The records ▸
· · · · · · ·
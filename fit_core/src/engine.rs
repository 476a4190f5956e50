//! # Compatibility Engine
//!
//! [`CompatibilityEngine`] bundles the material tables with the four
//! analyses behind one API. The engine holds no mutable state - the tables
//! are built once at construction - so a single instance can serve
//! concurrent requests from many threads.
//!
//! ## Example
//!
//! ```rust
//! use fit_core::engine::CompatibilityEngine;
//!
//! let engine = CompatibilityEngine::standard();
//! // hand `&engine` to request handlers; all methods take &self
//! ```

use rust_decimal::Decimal;

use crate::analysis::{
    calculate_joint_strength, check_length_compatibility, check_thread_compatibility,
    score_candidates, JointStrength, LengthCheck, ScoredCandidate, ThreadFit,
};
use crate::catalog::RequirementFilter;
use crate::errors::FitResult;
use crate::geometry::{Installation, PartSpec, ThreadSpec};
use crate::materials::MaterialTables;

/// The technical compatibility engine: thread fit, length/engagement, joint
/// strength, and candidate scoring over one set of material tables.
#[derive(Debug, Clone)]
pub struct CompatibilityEngine {
    tables: MaterialTables,
}

impl CompatibilityEngine {
    /// Create an engine over the given tables.
    pub fn new(tables: MaterialTables) -> Self {
        CompatibilityEngine { tables }
    }

    /// Create an engine over [`MaterialTables::standard`].
    pub fn standard() -> Self {
        CompatibilityEngine::new(MaterialTables::standard())
    }

    /// The tables this engine consults.
    pub fn tables(&self) -> &MaterialTables {
        &self.tables
    }

    /// Do an external and an internal thread geometrically mate?
    pub fn check_thread_compatibility(
        &self,
        external: &ThreadSpec,
        internal: &ThreadSpec,
    ) -> FitResult<ThreadFit> {
        check_thread_compatibility(external, internal, &self.tables)
    }

    /// Is the fastener's length adequate and safely engaged in the
    /// installation?
    pub fn check_length_compatibility(
        &self,
        screw: &PartSpec,
        install: &Installation,
    ) -> FitResult<LengthCheck> {
        check_length_compatibility(screw, install, &self.tables)
    }

    /// What load can the joint bear, and which failure mode limits it?
    pub fn calculate_joint_strength(
        &self,
        screw: &PartSpec,
        engagement_length_mm: Decimal,
        install: &Installation,
    ) -> FitResult<JointStrength> {
        calculate_joint_strength(screw, engagement_length_mm, install, &self.tables)
    }

    /// Rank already-fetched candidates against a requirement filter.
    pub fn score_candidates(
        &self,
        filter: &RequirementFilter,
        candidates: &[PartSpec],
    ) -> FitResult<Vec<ScoredCandidate>> {
        score_candidates(filter, candidates, &self.tables)
    }
}

impl Default for CompatibilityEngine {
    fn default() -> Self {
        CompatibilityEngine::standard()
    }
}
· · · · · · ·
Your instructions ▸ In which lines of the material above does the string "ThreadSpec" occur? Copy them all.

Result below ▸
use crate::geometry::{Installation, PartSpec, ThreadSpec};
        external: &ThreadSpec,
        internal: &ThreadSpec,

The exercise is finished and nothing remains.